This is what happened when I drove my Mercedes to pick up food stamps - gdilla
http://www.washingtonpost.com/posteverything/wp/2014/07/08/this-is-what-happened-when-i-drove-my-mercedes-to-pick-up-food-stamps
======
OrwellianChild
The shame and judgement placed on the woman for being both poor _and_ in
possession of a Mercedes really demonstrates a disconnect that people have
between the signals of wealth and actual wealth...
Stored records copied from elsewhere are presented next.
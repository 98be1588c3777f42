use crate::{
    error::Result,
    fragment::{self, FragmentStream},
    graph::Graph,
    parallel::Parallel,
    stage::{BoxFut, Stage},
    ChainError,
};
use serde_json::Value;
use std::sync::Arc;

/// Returns its input unchanged.
///
/// Used as a [`Parallel`] branch to carry the raw input forward next to
/// values derived from it.
#[derive(Debug, Clone, Copy, Default)]
pub struct Passthrough;

pub fn passthrough() -> Passthrough {
    Passthrough
}

impl Passthrough {
    /// Keep the input object and add the outputs of `derived` to it.
    pub fn assign(derived: Parallel) -> Assign {
        Assign { derived }
    }
}

impl Stage for Passthrough {
    fn name(&self) -> &str {
        "Passthrough"
    }

    fn invoke(&self, input: Value) -> BoxFut<'_, Result<Value>> {
        Box::pin(async move { Ok(input) })
    }

    fn stream(&self, input: Value) -> BoxFut<'_, Result<FragmentStream>> {
        Box::pin(async move { Ok(fragment::once(input)) })
    }

    fn transform(self: Arc<Self>, upstream: FragmentStream) -> FragmentStream {
        upstream
    }
}

/// Input object merged with the outputs of a [`Parallel`] group.
///
/// Derived values overwrite input fields of the same name; every other
/// input field is preserved.
#[derive(Debug)]
pub struct Assign {
    derived: Parallel,
}

impl Stage for Assign {
    fn name(&self) -> &str {
        "Assign"
    }

    fn input_fields(&self) -> Vec<String> {
        self.derived.input_fields()
    }

    fn graph(&self) -> Graph {
        Graph::Parallel(vec![
            ("passthrough".to_string(), Graph::node("Passthrough")),
            ("assign".to_string(), self.derived.graph()),
        ])
    }

    fn invoke(&self, input: Value) -> BoxFut<'_, Result<Value>> {
        Box::pin(async move {
            let Value::Object(mut fields) = input.clone() else {
                return Err(ChainError::InvalidInput(format!(
                    "assign expects an object, got {}",
                    input
                )));
            };
            if let Value::Object(extra) = self.derived.invoke(input).await? {
                fields.extend(extra);
            }
            Ok(Value::Object(fields))
        })
    }
}
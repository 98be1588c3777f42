use crate::{error::Result, ChainError};
use serde::{Deserialize, Serialize};
use serde_json::Value;
use std::fmt;
use std::str::FromStr;

/// Who authored a message.
#[derive(Debug, Clone, Copy, PartialEq, Eq, Serialize, Deserialize)]
#[serde(rename_all = "lowercase")]
pub enum Role {
    System,
    #[serde(alias = "human")]
    User,
    #[serde(alias = "ai")]
    Assistant,
}

impl fmt::Display for Role {
    fn fmt(&self, f: &mut fmt::Formatter<'_>) -> fmt::Result {
        let label = match self {
            Role::System => "system",
            Role::User => "user",
            Role::Assistant => "assistant",
        };
        f.write_str(label)
    }
}

impl FromStr for Role {
    type Err = ChainError;

    fn from_str(s: &str) -> Result<Self> {
        match s.trim().to_ascii_lowercase().as_str() {
            "system" => Ok(Role::System),
            "user" | "human" => Ok(Role::User),
            "assistant" | "ai" => Ok(Role::Assistant),
            other => Err(ChainError::InvalidTemplate(format!(
                "unknown message role '{}'",
                other
            ))),
        }
    }
}

/// Token accounting reported by a model backend.
#[derive(Debug, Clone, Copy, PartialEq, Eq, Default, Serialize, Deserialize)]
pub struct Usage {
    pub input_tokens: u64,
    pub output_tokens: u64,
    pub total_tokens: u64,
}

impl Usage {
    pub fn new(input_tokens: u64, output_tokens: u64) -> Self {
        Self {
            input_tokens,
            output_tokens,
            total_tokens: input_tokens + output_tokens,
        }
    }
}

/// A role-tagged chat message.
#[derive(Debug, Clone, PartialEq, Serialize, Deserialize)]
pub struct Message {
    pub role: Role,
    pub content: String,
    #[serde(default, skip_serializing_if = "Option::is_none")]
    pub usage: Option<Usage>,
}

impl Message {
    pub fn new(role: Role, content: impl Into<String>) -> Self {
        Self {
            role,
            content: content.into(),
            usage: None,
        }
    }

    pub fn system(content: impl Into<String>) -> Self {
        Self::new(Role::System, content)
    }

    pub fn user(content: impl Into<String>) -> Self {
        Self::new(Role::User, content)
    }

    pub fn assistant(content: impl Into<String>) -> Self {
        Self::new(Role::Assistant, content)
    }

    pub fn with_usage(mut self, usage: Usage) -> Self {
        self.usage = Some(usage);
        self
    }
}

/// A rendered prompt, ready to send to a chat model.
#[derive(Debug, Clone, PartialEq, Serialize, Deserialize)]
pub struct PromptValue {
    pub messages: Vec<Message>,
}

impl PromptValue {
    pub fn new(messages: Vec<Message>) -> Self {
        Self { messages }
    }
}

impl fmt::Display for PromptValue {
    fn fmt(&self, f: &mut fmt::Formatter<'_>) -> fmt::Result {
        for (i, msg) in self.messages.iter().enumerate() {
            if i > 0 {
                writeln!(f)?;
            }
            write!(f, "{}: {}", msg.role, msg.content)?;
        }
        Ok(())
    }
}

/// Interpret a stage input as a list of chat messages.
///
/// Accepts a bare string (one user message), a single message object, an
/// array of messages, or an object with a `messages` array (a rendered
/// [`PromptValue`]).
pub fn messages_from_value(value: Value) -> Result<Vec<Message>> {
    match value {
        Value::String(text) => Ok(vec![Message::user(text)]),
        Value::Array(items) => items
            .into_iter()
            .map(|item| serde_json::from_value(item).map_err(ChainError::from))
            .collect(),
        Value::Object(mut map) => {
            if let Some(messages) = map.remove("messages") {
                return messages_from_value(messages);
            }
            Ok(vec![serde_json::from_value(Value::Object(map))?])
        }
        other => Err(ChainError::InvalidInput(format!(
            "expected a prompt, messages or text, got {}",
            other
        ))),
    }
}
//! Translate one sentence with a system-prompted chat model.
//!
//! Reads `MODEL_NAME`, `MODEL_PROVIDER`, `API_KEY` and `BASE_URL` from the
//! environment (or a `.env` file).
//!
//! ```sh
//! RUST_LOG=llm_chain=debug cargo run --example simple_chat
//! ```

use llm_chain::{init_chat_model, Message, ModelConfig};
use serde_json::json;
use std::time::Duration;
use tracing_subscriber::EnvFilter;

#[tokio::main]
async fn main() -> std::result::Result<(), Box<dyn std::error::Error>> {
    dotenvy::dotenv().ok();
    tracing_subscriber::fmt()
        .with_env_filter(EnvFilter::from_default_env())
        .init();

    let config = ModelConfig::from_env()?
        .with_temperature(0.5)
        .with_timeout(Duration::from_secs(10))
        .with_max_tokens(1000);
    println!("Initializing model: {} ({})...", config.model, config.provider);

    let model = init_chat_model(config)?.with_system_prompt(
        "You are a translator who follows the faithfulness, expressiveness and elegance \
         standard. Translate the user's input into Chinese and add one short line of commentary.",
    );

    println!("Sending request...");
    let reply = model
        .chat(json!({ "messages": [Message::user("The only way to do great work is to love what you do.")] }))
        .await?;

    println!("\n-------- Translation --------");
    println!("{}", reply.content);
    println!("-----------------------------");

    if let Some(usage) = reply.usage {
        println!(
            "\nTokens: input {} / output {}",
            usage.input_tokens, usage.output_tokens
        );
    }

    Ok(())
}
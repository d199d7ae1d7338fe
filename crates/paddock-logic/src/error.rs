//! Validation errors raised by the core when a precondition is violated.
//!
//! Every variant is reported before any mutation takes place, so a caller
//! receiving one of these can discard the request without rolling back.

use thiserror::Error;

use crate::horse::HorseId;
use crate::race::RaceId;

#[derive(Debug, Clone, PartialEq, Eq, Error)]
pub enum ValidationError {
    /// A race needs at least `required` runners.
    #[error("race needs at least {required} participants, got {found}")]
    TooFewParticipants { required: usize, found: usize },

    /// The same horse was entered twice.
    #[error("horse {0} is entered more than once")]
    DuplicateParticipant(HorseId),

    #[error("race {0} has already been completed")]
    RaceAlreadyCompleted(RaceId),

    /// Race fields are inconsistent (zero prize, inverted level band, ...).
    #[error("invalid race: {0}")]
    InvalidRace(String),

    #[error("both horses must be at least level {required} to breed (horse {horse} is level {level})")]
    BreedingLevelTooLow {
        horse: HorseId,
        level: u32,
        required: u32,
    },

    #[error("both horses must have run at least {required} races to breed (horse {horse} has run {races_run})")]
    BreedingTooFewRaces {
        horse: HorseId,
        races_run: u32,
        required: u32,
    },

    #[error("unknown stat '{0}' (expected speed, stamina, power, guts or intelligence)")]
    UnknownStat(String),

    #[error("not enough training points: {required} required, {available} available")]
    InsufficientTrainingPoints { required: u32, available: u32 },
}
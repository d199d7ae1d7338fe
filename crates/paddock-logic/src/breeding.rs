//! Foal creation from two proven parents.
//!
//! Each foal stat is the rounded parent average plus an independent
//! integer jitter in `-stat_jitter..=stat_jitter`, clamped to 1–100.
//! The foal always belongs to the sire's owner.

use log::{debug, info};
use rand::Rng;
use serde::{Deserialize, Serialize};

use crate::error::ValidationError;
use crate::horse::{Horse, Lineage, OwnerId};
use crate::stats::{StatBlock, StatKind};

/// Breeding eligibility thresholds and inheritance spread.
#[derive(Debug, Clone, PartialEq, Serialize, Deserialize)]
#[serde(default)]
pub struct BreedingConfig {
    pub min_level: u32,
    pub min_races_run: u32,
    /// Maximum absolute deviation from the parent average, per stat.
    pub stat_jitter: i32,
}

impl Default for BreedingConfig {
    fn default() -> Self {
        Self {
            min_level: 5,
            min_races_run: 3,
            stat_jitter: 10,
        }
    }
}

/// Check both parents against the level requirement, then the race
/// requirement. The first violation found is returned.
pub fn check_breeding_eligibility(
    sire: &Horse,
    dam: &Horse,
    config: &BreedingConfig,
) -> Result<(), ValidationError> {
    for parent in [sire, dam] {
        if parent.level < config.min_level {
            return Err(ValidationError::BreedingLevelTooLow {
                horse: parent.id,
                level: parent.level,
                required: config.min_level,
            });
        }
    }
    for parent in [sire, dam] {
        if parent.races_run < config.min_races_run {
            return Err(ValidationError::BreedingTooFewRaces {
                horse: parent.id,
                races_run: parent.races_run,
                required: config.min_races_run,
            });
        }
    }
    Ok(())
}

/// Inherit one stat: rounded average plus jitter, clamped.
fn inherit<R: Rng + ?Sized>(sire: u8, dam: u8, jitter: i32, rng: &mut R) -> i32 {
    let average = ((sire as f64 + dam as f64) / 2.0).round() as i32;
    let spread = jitter.abs();
    average + rng.gen_range(-spread..=spread)
}

/// Breed a foal named `name` from `sire` and `dam`.
///
/// `requested_owner` is accepted for interface parity with callers that
/// send one, but the foal is always assigned to the sire's owner.
pub fn breed<R: Rng + ?Sized>(
    sire: &Horse,
    dam: &Horse,
    name: impl Into<String>,
    requested_owner: Option<OwnerId>,
    rng: &mut R,
    config: &BreedingConfig,
) -> Result<Horse, ValidationError> {
    check_breeding_eligibility(sire, dam, config)?;

    if let Some(owner) = requested_owner.filter(|o| *o != sire.owner) {
        debug!(
            "ignoring requested owner {} for foal of {}; using sire's owner {}",
            owner, sire.name, sire.owner
        );
    }

    let mut stats = StatBlock::default();
    for kind in StatKind::ALL {
        let value = inherit(sire.stats.get(kind), dam.stats.get(kind), config.stat_jitter, rng);
        stats.set(kind, value);
    }

    let mut foal = Horse::with_stats(name, sire.owner, stats);
    foal.lineage = Lineage {
        sire: Some(sire.id),
        dam: Some(dam.id),
    };

    info!(
        "bred {} from {} x {} (total stats {})",
        foal.name,
        sire.name,
        dam.name,
        foal.total_stats()
    );
    Ok(foal)
}
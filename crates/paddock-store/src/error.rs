use thiserror::Error;

use paddock_logic::ValidationError;

/// Kind of record a lookup was for.
#[derive(Debug, Clone, Copy, PartialEq, Eq)]
pub enum EntityKind {
    Horse,
    Race,
}

impl std::fmt::Display for EntityKind {
    fn fmt(&self, f: &mut std::fmt::Formatter<'_>) -> std::fmt::Result {
        match self {
            EntityKind::Horse => f.write_str("horse"),
            EntityKind::Race => f.write_str("race"),
        }
    }
}

#[derive(Debug, Clone, PartialEq, Eq, Error)]
pub enum StoreError {
    #[error("{kind} {id} not found")]
    NotFound { kind: EntityKind, id: String },
}

/// Everything a [`crate::GameService`] call can fail with.
#[derive(Debug, Clone, PartialEq, Eq, Error)]
pub enum ServiceError {
    #[error(transparent)]
    Store(#[from] StoreError),
    #[error(transparent)]
    Validation(#[from] ValidationError),
}

impl ServiceError {
    pub fn is_not_found(&self) -> bool {
        matches!(self, ServiceError::Store(StoreError::NotFound { .. }))
    }
}
//! The five horse stats and the clamped block that stores them.
//!
//! Every stat is an integer in [`STAT_MIN`]..=[`STAT_MAX`]. Writes go
//! through [`StatBlock::set`], which clamps, so the range holds no matter
//! how a stat is changed (training, resting, inheritance).
//!
//! ```
//! use paddock_logic::stats::{StatBlock, StatKind};
//!
//! let mut stats = StatBlock::default();
//! stats.set(StatKind::Speed, 250);
//! assert_eq!(stats.get(StatKind::Speed), 100);
//! assert_eq!(stats.total(), 100 + 4 * 50);
//! ```

use std::fmt;
use std::str::FromStr;

use serde::{Deserialize, Serialize};

use crate::error::ValidationError;

pub const STAT_MIN: u8 = 1;
pub const STAT_MAX: u8 = 100;
/// Starting value for every stat of a freshly registered horse.
pub const STAT_DEFAULT: u8 = 50;

/// One of the five trainable stats.
#[derive(Debug, Clone, Copy, PartialEq, Eq, Hash, Serialize, Deserialize)]
#[serde(rename_all = "lowercase")]
pub enum StatKind {
    Speed,
    Stamina,
    Power,
    Guts,
    Intelligence,
}

impl StatKind {
    /// All stats in canonical order.
    pub const ALL: [StatKind; 5] = [
        StatKind::Speed,
        StatKind::Stamina,
        StatKind::Power,
        StatKind::Guts,
        StatKind::Intelligence,
    ];

    pub fn as_str(self) -> &'static str {
        match self {
            StatKind::Speed => "speed",
            StatKind::Stamina => "stamina",
            StatKind::Power => "power",
            StatKind::Guts => "guts",
            StatKind::Intelligence => "intelligence",
        }
    }

    /// Weight of this stat in [`StatBlock::race_performance`].
    pub fn performance_weight(self) -> f64 {
        match self {
            StatKind::Speed => 0.30,
            StatKind::Stamina => 0.25,
            StatKind::Power => 0.20,
            StatKind::Guts => 0.15,
            StatKind::Intelligence => 0.10,
        }
    }
}

impl fmt::Display for StatKind {
    fn fmt(&self, f: &mut fmt::Formatter<'_>) -> fmt::Result {
        f.write_str(self.as_str())
    }
}

impl FromStr for StatKind {
    type Err = ValidationError;

    fn from_str(s: &str) -> Result<Self, Self::Err> {
        let lowered = s.trim().to_ascii_lowercase();
        StatKind::ALL
            .into_iter()
            .find(|kind| kind.as_str() == lowered)
            .ok_or_else(|| ValidationError::UnknownStat(s.to_string()))
    }
}

/// Current stat values for one horse.
///
/// Deserialized blocks go through [`StatBlock::new`], so saved data with
/// out-of-range stats loads clamped.
#[derive(Debug, Clone, Copy, PartialEq, Eq, Serialize, Deserialize)]
#[serde(from = "RawStatBlock")]
pub struct StatBlock {
    speed: u8,
    stamina: u8,
    power: u8,
    guts: u8,
    intelligence: u8,
}

/// Wire shape of [`StatBlock`] before clamping.
#[derive(Deserialize)]
struct RawStatBlock {
    speed: u8,
    stamina: u8,
    power: u8,
    guts: u8,
    intelligence: u8,
}

impl From<RawStatBlock> for StatBlock {
    fn from(raw: RawStatBlock) -> Self {
        Self::new(
            i32::from(raw.speed),
            i32::from(raw.stamina),
            i32::from(raw.power),
            i32::from(raw.guts),
            i32::from(raw.intelligence),
        )
    }
}

impl Default for StatBlock {
    fn default() -> Self {
        Self::uniform(STAT_DEFAULT)
    }
}

impl StatBlock {
    /// Build a block from raw values, clamping each into range.
    pub fn new(speed: i32, stamina: i32, power: i32, guts: i32, intelligence: i32) -> Self {
        let mut block = Self::default();
        block.set(StatKind::Speed, speed);
        block.set(StatKind::Stamina, stamina);
        block.set(StatKind::Power, power);
        block.set(StatKind::Guts, guts);
        block.set(StatKind::Intelligence, intelligence);
        block
    }

    /// Every stat set to the same value (clamped).
    pub fn uniform(value: u8) -> Self {
        let v = value.clamp(STAT_MIN, STAT_MAX);
        Self {
            speed: v,
            stamina: v,
            power: v,
            guts: v,
            intelligence: v,
        }
    }

    pub fn get(&self, kind: StatKind) -> u8 {
        match kind {
            StatKind::Speed => self.speed,
            StatKind::Stamina => self.stamina,
            StatKind::Power => self.power,
            StatKind::Guts => self.guts,
            StatKind::Intelligence => self.intelligence,
        }
    }

    /// Set a stat, clamped to 1–100. Returns the stored value.
    pub fn set(&mut self, kind: StatKind, value: i32) -> u8 {
        let v = value.clamp(STAT_MIN as i32, STAT_MAX as i32) as u8;
        match kind {
            StatKind::Speed => self.speed = v,
            StatKind::Stamina => self.stamina = v,
            StatKind::Power => self.power = v,
            StatKind::Guts => self.guts = v,
            StatKind::Intelligence => self.intelligence = v,
        }
        v
    }

    /// Sum of all five stats.
    pub fn total(&self) -> u32 {
        StatKind::ALL.iter().map(|&k| self.get(k) as u32).sum()
    }

    /// Weighted stat sum used to rank horses.
    ///
    /// `0.30·speed + 0.25·stamina + 0.20·power + 0.15·guts + 0.10·intelligence`.
    /// The weights sum to 1.0, so a horse with every stat at `n` scores `n`.
    pub fn race_performance(&self) -> f64 {
        StatKind::ALL
            .iter()
            .map(|&k| self.get(k) as f64 * k.performance_weight())
            .sum()
    }

    /// The weakest stat. Ties resolve to the first in [`StatKind::ALL`].
    pub fn lowest(&self) -> (StatKind, u8) {
        let mut best = (StatKind::Speed, self.speed);
        for kind in StatKind::ALL.into_iter().skip(1) {
            let value = self.get(kind);
            if value < best.1 {
                best = (kind, value);
            }
        }
        best
    }

    /// Iterate `(kind, value)` pairs in canonical order.
    pub fn iter(&self) -> impl Iterator<Item = (StatKind, u8)> + '_ {
        StatKind::ALL.into_iter().map(move |k| (k, self.get(k)))
    }
}

#[cfg(test)]
mod tests {
    use super::*;

    #[test]
    fn deserialized_stats_are_clamped() {
        let json = r#"{"speed":0,"stamina":250,"power":50,"guts":100,"intelligence":1}"#;
        let block: StatBlock = serde_json::from_str(json).unwrap();
        assert_eq!(block.get(StatKind::Speed), 1);
        assert_eq!(block.get(StatKind::Stamina), 100);
        assert_eq!(block.get(StatKind::Power), 50);
        assert_eq!(block.get(StatKind::Guts), 100);
        assert_eq!(block.get(StatKind::Intelligence), 1);
    }

    #[test]
    fn weights_sum_to_one() {
        let sum: f64 = StatKind::ALL.iter().map(|k| k.performance_weight()).sum();
        assert!((sum - 1.0).abs() < 1e-12);
    }

    #[test]
    fn uniform_block_performance_equals_value() {
        let block = StatBlock::uniform(70);
        assert!((block.race_performance() - 70.0).abs() < 1e-9);
    }

    #[test]
    fn race_performance_weighted() {
        let block = StatBlock::new(100, 0, 0, 0, 0);
        // stamina..intelligence clamp up to 1
        let expected = 30.0 + 0.25 + 0.20 + 0.15 + 0.10;
        assert!((block.race_performance() - expected).abs() < 1e-9);
    }

    #[test]
    fn set_clamps_both_ends() {
        let mut block = StatBlock::default();
        assert_eq!(block.set(StatKind::Guts, 500), 100);
        assert_eq!(block.set(StatKind::Guts, -20), 1);
        assert_eq!(block.get(StatKind::Guts), 1);
    }

    #[test]
    fn default_is_fifty_everywhere() {
        let block = StatBlock::default();
        assert!(block.iter().all(|(_, v)| v == 50));
        assert_eq!(block.total(), 250);
    }

    #[test]
    fn lowest_prefers_first_on_tie() {
        let block = StatBlock::new(60, 40, 40, 70, 80);
        assert_eq!(block.lowest(), (StatKind::Stamina, 40));
        assert_eq!(StatBlock::default().lowest(), (StatKind::Speed, 50));
    }

    #[test]
    fn parse_known_names() {
        assert_eq!("speed".parse::<StatKind>(), Ok(StatKind::Speed));
        assert_eq!("Intelligence".parse::<StatKind>(), Ok(StatKind::Intelligence));
        assert_eq!(" guts ".parse::<StatKind>(), Ok(StatKind::Guts));
    }

    #[test]
    fn parse_unknown_name_fails() {
        assert_eq!(
            "luck".parse::<StatKind>(),
            Err(ValidationError::UnknownStat("luck".into()))
        );
    }
}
The "2003 Mercedes Kompressor" talked about in the article could be one of two
models:

    
    
      Model               $(2003)  $(2014 CPI)  2014 Value
      C230 Coupe/Sedan      ~$28k        ~$36k        ~$5k
      SLK230 Convertible    ~$40k        ~$52k        ~$7k
    

On their combined income (~$120k), my suspicion is that it was the C230 and
not the SLK...

Note that both are worth very little today. They're just old, crappy cars like
any other. Your old Honda may in fact have fewer mechanical issues at this
point. People revere the badge even on older vehicles where it no longer means
much.

If the middle-aged Mercedes they had was running and reliable, they were
prudent to keep it. The cost of trading down to an unknown car with potential
unknown mechanical issues would likely not save them any money. It's possible
it could end up costing more.

When you are cash flow poor, reducing out-of-pocket expenses is the first
priority. Liquidating assets to raise cash is a quick one-time fix, it's being
done at a time when you have no leverage with which to get maximum value out
of those asset sales, and does nothing to resolve the larger problem of
_income < expenses_.

It is unfortunate, I think, that however prudent and reasonable their choices,
the cognitive dissonance created by the sight of the "luxury" car at the food
stamp offices is going put them at odds with public opinion.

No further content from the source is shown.